Resample method for Over Sampling Minority Class
The idea is to oversample the data related to minority class using replacement. One of the parameter is replace and other one is n_samples which relates to number of samples to which minority class will be oversampled. In addition, you can also use stratify to create sample in the stratified fashion. Once the sampling is done, the balanced dataset is created by appending the oversampled dataset. Here is the code representing the following aspects:
- Oversampling of minority class
- Creating balanced data set by appending the oversampled dataset
import numpy as np
from sklearn.utils import resample
#
# Create oversampled training data set for minority class
#
X_oversampled, y_oversampled = resample(X_imbalanced[y_imbalanced == 0],
y_imbalanced[y_imbalanced == 0],
replace=True,
n_samples=X_imbalanced[y_imbalanced == 1].shape[0],
random_state=123)
#
# Append the oversampled minority class to training data and related labels
#
X_balanced = np.vstack((X[y == 1], X_oversampled))
y_balanced = np.hstack((y[y == 1], y_oversampled))
Once balanced dataset is created using oversampling of minority class, the model training is carried out in the usual manner. Here is the rest of the code for training. Note that the code below used the following steps for training and scoring the model:
- Creating training and test split
- Create the pipeline
- Create a randomized search (RandomizedSearchCV) for model tuning
- Fit the randomizedSearchCV estimator
- Score the model
from sklearn.model_selection import train_test_split
from sklearn.preprocessing import StandardScaler
from sklearn.linear_model import LogisticRegression
from sklearn.pipeline import make_pipeline
from sklearn.metrics import accuracy_score
from sklearn.model_selection import RandomizedSearchCV
import scipy as sc
#
# Create training and test split using the balanced dataset
# created by oversampling
#
X_train, X_test, y_train, y_test = train_test_split(X_balanced, y_balanced, test_size=0.3,
random_state=1, stratify=y_balanced)
#
# Create the pipeline
#
pipeline = make_pipeline(StandardScaler(), LogisticRegression(random_state=1))
#
# Create the randomized search estimator
#
param_distributions = [{'logisticregression__C': sc.stats.expon(scale=100)}]

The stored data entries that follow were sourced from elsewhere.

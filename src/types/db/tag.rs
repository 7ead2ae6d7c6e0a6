use sea_orm::entity::prelude::*;

#[derive(Clone, Debug, PartialEq, DeriveEntityModel)]
#[sea_orm(table_name = "tags")]
pub struct Model {
    #[sea_orm(primary_key, auto_increment = false)]
    pub name: String,
}

#[derive(Copy, Clone, Debug, EnumIter, DeriveRelation)]
pub enum Relation {
    #[sea_orm(has_many = "super::club_tag::Entity")]
    ClubTag,
}

impl Related<super::club::Entity> for Entity {
    fn to() -> RelationDef {
        super::club_tag::Relation::Club.def()
    }

    fn via() -> Option<RelationDef> {
        Some(super::club_tag::Relation::Tag.def().rev())
    }
}

impl ActiveModelBehavior for ActiveModel {}
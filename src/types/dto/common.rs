use poem_openapi::Object;
use serde::{Deserialize, Serialize};

/// Response model for health check endpoint
#[derive(Object, Debug)]
pub struct HealthResponse {
    /// Status of the service
    pub status: String,

    /// Timestamp of the health check (ISO 8601 format)
    pub timestamp: String,
}

/// Standardized error response model
#[derive(Object, Debug)]
pub struct ErrorResponse {
    /// Error type or category
    pub error: String,

    /// Human-readable error message
    pub message: String,

    /// HTTP status code
    pub status_code: u16,
}

/// Plain confirmation returned by mutations
#[derive(Object, Debug, Serialize, Deserialize)]
pub struct MessageResponse {
    pub message: String,
}

impl MessageResponse {
    pub fn new(message: impl Into<String>) -> Self {
        Self { message: message.into() }
    }
}
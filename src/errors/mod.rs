// Errors layer - Error type definitions
pub mod api;
pub mod internal;

// Re-exports for convenience
pub use api::ApiError;
pub use internal::InternalError;
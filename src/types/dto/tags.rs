use poem_openapi::Object;
use serde::{Deserialize, Serialize};

use super::clubs::ClubRef;

#[derive(Object, Debug, Clone, Serialize, Deserialize)]
pub struct TagCount {
    pub name: String,
    /// Number of distinct clubs carrying the tag
    pub club_count: u64,
}

#[derive(Object, Debug, Clone, Serialize, Deserialize)]
pub struct TagClubs {
    pub name: String,
    pub clubs: Vec<ClubRef>,
}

rs = RandomizedSearchCV(estimator=pipeline, param_distributions = param_distributions,
cv = 10, scoring = 'accuracy', refit = True, n_jobs = 1,
random_state=1)
#
# Fit the model
#
rs.fit(X_train, y_train)
#
# Score the model
#
print('Best Score:', rs.best_score_, '\nBest Params:', rs.best_params_)
print('Test Accuracy: %0.3f' % rs.score(X_test, y_test))

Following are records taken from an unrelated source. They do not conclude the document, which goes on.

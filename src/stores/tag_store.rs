use std::collections::BTreeSet;

use sea_orm::{
    ActiveValue::Set, ColumnTrait, ConnectionTrait, EntityTrait, ModelTrait, PaginatorTrait,
    QueryFilter, QueryOrder,
};

use crate::errors::InternalError;
use crate::types::db::{club, club_tag, tag};

/// TagStore owns the tag table and the club-tag association table
///
/// Tags are created on first use and never deleted; a tag whose last club is
/// removed stays behind with a count of zero.
#[derive(Debug, Default)]
pub struct TagStore;

impl TagStore {
    pub fn new() -> Self {
        Self
    }

    /// Insert every tag in `names` that does not exist yet
    pub async fn ensure_tags(
        &self,
        conn: &impl ConnectionTrait,
        names: &BTreeSet<String>,
    ) -> Result<(), InternalError> {
        for name in names {
            let existing = tag::Entity::find_by_id(name.clone())
                .one(conn)
                .await
                .map_err(|e| InternalError::database("find_tag", e))?;

            if existing.is_none() {
                tag::Entity::insert(tag::ActiveModel { name: Set(name.clone()) })
                    .exec_without_returning(conn)
                    .await
                    .map_err(|e| InternalError::database("insert_tag", e))?;
            }
        }

        Ok(())
    }

    /// Replace the tag set of a club with `names`
    ///
    /// Runs inside the caller's transaction, so other requests never see the
    /// club with an empty or half-written tag set.
    pub async fn replace_club_tags(
        &self,
        conn: &impl ConnectionTrait,
        club_code: &str,
        names: &BTreeSet<String>,
    ) -> Result<(), InternalError> {
        self.remove_club_tags(conn, club_code).await?;
        self.ensure_tags(conn, names).await?;

        for name in names {
            let link = club_tag::ActiveModel {
                club_code: Set(club_code.to_string()),
                tag_name: Set(name.clone()),
            };
            club_tag::Entity::insert(link)
                .exec_without_returning(conn)
                .await
                .map_err(|e| InternalError::database("insert_club_tag", e))?;
        }

        Ok(())
    }

    /// Drop every tag association of a club; the tags themselves persist
    pub async fn remove_club_tags(
        &self,
        conn: &impl ConnectionTrait,
        club_code: &str,
    ) -> Result<(), InternalError> {
        club_tag::Entity::delete_many()
            .filter(club_tag::Column::ClubCode.eq(club_code))
            .exec(conn)
            .await
            .map_err(|e| InternalError::database("remove_club_tags", e))?;
        Ok(())
    }

    /// Sorted tag names attached to a club
    pub async fn tags_for_club(
        &self,
        conn: &impl ConnectionTrait,
        club: &club::Model,
    ) -> Result<Vec<String>, InternalError> {
        let tags = club
            .find_related(tag::Entity)
            .order_by_asc(tag::Column::Name)
            .all(conn)
            .await
            .map_err(|e| InternalError::database("tags_for_club", e))?;

        Ok(tags.into_iter().map(|t| t.name).collect())
    }

    pub async fn find(
        &self,
        conn: &impl ConnectionTrait,
        name: &str,
    ) -> Result<Option<tag::Model>, InternalError> {
        tag::Entity::find_by_id(name.to_lowercase())
            .one(conn)
            .await
            .map_err(|e| InternalError::database("find_tag", e))
    }

    pub async fn list_all(
        &self,
        conn: &impl ConnectionTrait,
    ) -> Result<Vec<tag::Model>, InternalError> {
        tag::Entity::find()
            .order_by_asc(tag::Column::Name)
            .all(conn)
            .await
            .map_err(|e| InternalError::database("list_tags", e))
    }

    /// Number of distinct clubs associated with the tag
    pub async fn tag_count(
        &self,
        conn: &impl ConnectionTrait,
        name: &str,
    ) -> Result<u64, InternalError> {
        club_tag::Entity::find()
            .filter(club_tag::Column::TagName.eq(name.to_lowercase()))
            .count(conn)
            .await
            .map_err(|e| InternalError::database("tag_count", e))
    }

    /// Clubs carrying the tag, ordered by code
    pub async fn clubs_for_tag(
        &self,
        conn: &impl ConnectionTrait,
        tag: &tag::Model,
    ) -> Result<Vec<club::Model>, InternalError> {
        tag.find_related(club::Entity)
            .order_by_asc(club::Column::Code)
            .all(conn)
            .await
            .map_err(|e| InternalError::database("clubs_for_tag", e))
    }
}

Resample method for Under Sampling Majority Class
In this section, you will learn aboout how to use resample method to undersample the majority class. Here is the code for undersampling the majority class. In the code below, the majority class (label as 1) is downsampled to size 30 of minority class using the parameter, n_samples=X_imbalanced[y_imbalanced == 0].shape[0]
X_undersampled, y_undersampled = resample(X_imbalanced[y_imbalanced == 1], y_imbalanced[y_imbalanced == 1],
replace=True,
n_samples=X_imbalanced[y_imbalanced == 0].shape[0],
random_state=123)
Once that is done, the new balanced training / test data set is created and then training and test split get created using the following code.
#
# Create balanced training / test data set using undersampled majority class records
#
X_balanced = np.vstack((X_imbalanced[y_imbalanced == 0], X_undersampled))

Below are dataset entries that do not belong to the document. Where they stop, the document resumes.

use std::path::Path;

use serde::Deserialize;

use crate::app_data::AppData;
use crate::config::DatabaseHandle;
use crate::errors::InternalError;
use crate::types::internal::NewClub;

#[derive(Debug, thiserror::Error)]
pub enum SeedFileError {
    #[error("Failed to read seed file {path}: {source}")]
    Read {
        path: String,
        #[source]
        source: std::io::Error,
    },

    #[error("Seed file {path} is not a JSON array of clubs: {source}")]
    Parse {
        path: String,
        #[source]
        source: serde_json::Error,
    },
}

/// One club entry of a seed file
#[derive(Debug, Clone, Deserialize)]
pub struct SeedClub {
    pub code: String,
    pub name: String,
    #[serde(default)]
    pub description: Option<String>,
    #[serde(default)]
    pub tags: Option<Vec<String>>,
}

#[derive(Debug, Default, Clone, Copy, PartialEq, Eq)]
pub struct SeedReport {
    pub created: usize,
    pub skipped: usize,
}

pub fn load_seed_file(path: &Path) -> Result<Vec<SeedClub>, SeedFileError> {
    let display = path.display().to_string();
    let raw = std::fs::read_to_string(path).map_err(|source| SeedFileError::Read {
        path: display.clone(),
        source,
    })?;
    serde_json::from_str(&raw).map_err(|source| SeedFileError::Parse {
        path: display,
        source,
    })
}

/// Insert `clubs` in a single transaction
///
/// A club whose code or name is already taken is skipped, so the command can
/// be rerun against a populated database.
pub async fn seed_clubs(app_data: &AppData, clubs: Vec<SeedClub>) -> Result<SeedReport, InternalError> {
    let txn = app_data.database.begin().await?;
    let mut report = SeedReport::default();

    for entry in clubs {
        let new_club = NewClub::new(&entry.code, entry.name, entry.description, entry.tags);
        let exists = app_data
            .club_store
            .find_club(&txn, Some(&new_club.code), Some(&new_club.name))
            .await?
            .is_some();
        if exists {
            tracing::debug!(club = %new_club.code, "Seed club already present, skipping");
            report.skipped += 1;
            continue;
        }

        let created = app_data.club_store.create_club(&txn, new_club).await?;
        tracing::info!(club = %created.code, "Seeded club {}", created.name);
        report.created += 1;
    }

    DatabaseHandle::commit(txn).await?;
    Ok(report)
}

y_balanced = np.hstack((y_imbalanced[y_imbalanced == 0], y_undersampled))
#
# Create training and test data split
#
X_train, X_test, y_train, y_test = train_test_split(X_balanced, y_balanced, test_size=0.3,
random_state=1, stratify=y_balanced)
The above can be following by usual code for training and scoring the model.
Conclusions
Here is what you learned about using Sklearn.utils resample method for creating balanced data set from imbalanced dataset.
- Sklearn.utils resample method can be used to tackle class imbalance in the imbalanced dataset.
- Sklearn.utils resample can be used to do both – Under sample the majority class records and oversample minority class records appropriately.
Upsampling should only occur on the training set, otherwise resampled training data may also appear in the test dataset.